I type the only thing I can think of. Two words no one ever wants to type out.

Please help

I hit send and wipe away tears.

I try to focus, but my thoughts scatter like the glass from my shattered belongings every time another bullet tears through my apartment. Then, the kitchen timer starts beeping, reminding me that just a short time ago, I was making dinner, wearing Marco's shirt, feeling safe. Happy.

Now I'm curled into the smallest target possible behind my kitchen island, praying each breath won't be my last.

The gunfire stops so abruptly that my ears ring in the sudden silence. My heavy breathing and crying sound impossibly loud in the quiet, and I press a hand over my mouth to muffle it.

Did they leave? Run out of bullets? Are they reloading?

Glass crunches beneath my feet as I shift position, trying to ease the cramping in my legs.

The kitchen timer is still beeping, a surreal reminder of how quickly everything went south.

Marco's lasagna's probably burning. The thought is so absurd it shows me just how much chaos is going on in my head.

Suddenly, new noise cuts through the quiet.

Thump.

My whole body goes rigid.

Thump. THUMP.

Someone's trying to kick down my door. The heavy impacts send vibrations through the floor. Panic claws at my throat.

Oh God, they're coming to finish the job.

I look around frantically for anything I can use as a weapon. Broken glass is everywhere, but nothing substantial. The knife block is on the counter, just out of reach. If I stand up to grab one, I'll be exposed. If they still have bullets, I'm dead. But if I stay here, I'm a sitting duck.

CRACK!

The sound of splintering wood tells me I'm running out of time. My gaze falls on a heavy cast iron skillet hanging from a hook nearby. It's within arm's reach, and it's better than nothing.

THUMP. CRACK.

The doorframe groans. It won't hold much longer.

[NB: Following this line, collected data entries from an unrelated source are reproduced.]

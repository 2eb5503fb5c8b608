//! Collected diagnostics
//!
//! Lexical and syntax problems are never thrown: the lexer and parser append
//! [`Diagnostic`]s to ordered lists that travel with their results, and the
//! caller decides what to do with a partial tree. [`Diagnostic::render`]
//! produces a colored report with one line of source context on each side of
//! the offending line.

use crate::source::SourceLocation;
use colored::Colorize;
use std::fmt;

/// Which stage produced the diagnostic.
#[derive(Debug, Clone, Copy, PartialEq, Eq)]
pub enum DiagnosticKind {
    Lexical,
    Syntax,
}

impl DiagnosticKind {
    fn label(self) -> &'static str {
        match self {
            DiagnosticKind::Lexical => "lexical error",
            DiagnosticKind::Syntax => "syntax error",
        }
    }
}

/// One reported problem, anchored to a source location.
#[derive(Debug, Clone)]
pub struct Diagnostic {
    pub kind: DiagnosticKind,
    pub message: String,
    pub location: SourceLocation,
}

impl Diagnostic {
    pub fn lexical(message: impl Into<String>, location: SourceLocation) -> Self {
        Self {
            kind: DiagnosticKind::Lexical,
            message: message.into(),
            location,
        }
    }

    pub fn syntax(message: impl Into<String>, location: SourceLocation) -> Self {
        Self {
            kind: DiagnosticKind::Syntax,
            message: message.into(),
            location,
        }
    }

    /// Format the diagnostic with color and the surrounding source lines.
    ///
    /// `source` must be the same text the tokens were produced from; if the
    /// location falls outside it only the header line is emitted.
    pub fn render(&self, source: &str) -> String {
        let mut output = String::new();

        output.push_str(&format!(
            "{}: {}\n",
            self.kind.label().red().bold(),
            self.message
        ));
        output.push_str(&format!("  {} {}\n", "-->".blue().bold(), self.location));

        let lines: Vec<&str> = source.lines().collect();
        if self.location.line == 0 || self.location.line > lines.len() {
            return output;
        }

        let line_idx = self.location.line - 1;
        let line_num_width = self.location.line.to_string().len();

        if line_idx > 0 {
            output.push_str(&format!(
                "  {} {}\n",
                format!("{:width$}", line_idx, width = line_num_width).blue(),
                lines[line_idx - 1]
            ));
        }

        output.push_str(&format!(
            "  {} {}\n",
            format!("{:width$}", self.location.line, width = line_num_width)
                .blue()
                .bold(),
            lines[line_idx]
        ));

        let indicator_padding = " ".repeat(line_num_width + 2 + self.location.column);
        output.push_str(&format!("{}{}\n", indicator_padding, "^".red().bold()));

        if line_idx + 1 < lines.len() {
            output.push_str(&format!(
                "  {} {}\n",
                format!("{:width$}", line_idx + 2, width = line_num_width).blue(),
                lines[line_idx + 1]
            ));
        }

        output
    }
}

impl fmt::Display for Diagnostic {
    fn fmt(&self, f: &mut fmt::Formatter<'_>) -> fmt::Result {
        write!(
            f,
            "{} at {}: {}",
            self.kind.label(),
            self.location,
            self.message
        )
    }
}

I dive up, grab the skillet, and take cover again.

CRASH!

The door gives way with a sound like a gunshot. Heavy footsteps enter my apartment, crunching over broken glass and splintered wood. I press myself harder against the island, trying to make myself invisible.

The footsteps pause. They're probably surveying the damage, looking for my body among the wreckage of my living room.

"Come out, come out, wherever you are," a deep voice sing-songs in a thick accent. "I know you're still alive in here, bitch. I can smell your fear."

The footsteps start again, getting closer to the kitchen. Bile rises in my throat as I tighten my grip on the skillet, my knuckles white with the effort.

I will not die like this, I tell myself, trying to summon some of the strength that's gotten me through every other challenge in my life. I will not let this bastard win.

But as the footsteps draw nearer, doubt creeps in. What chance do I really have against someone with a gun?

I think of Marco, of the life we've just started building together. Of the song I planned on writing for him, the one he'll never hear now. Tears sting my eyes, but I blink them away. I can't afford to be blinded right now.

The intruder is in the kitchen now. I can see the toe of a black boot from my hiding spot. My heart is in my throat, and I'm certain I'm about to be discovered.

I grip the skillet tighter, ready to swing with everything I've got. It might not save me, but I'll be damned if I don't go down fighting.

"Found you," the voice says, and I know this is it. This is the moment I decide my fate.

I spring up and swing the skillet at his face with every ounce of strength I have. He fires his gun, but it shoots into the ground.

"FUCK!" he yells.

I swing again, and he starts muttering words in a foreign language.

Russian.

He tries to raise his gun again, and I swing so hard the cast iron skillet flies out of my hands after connecting with the man's face.

He goes limp and falls to the ground. I turn and start running, the damn timer still ringing as I run out of my apartment.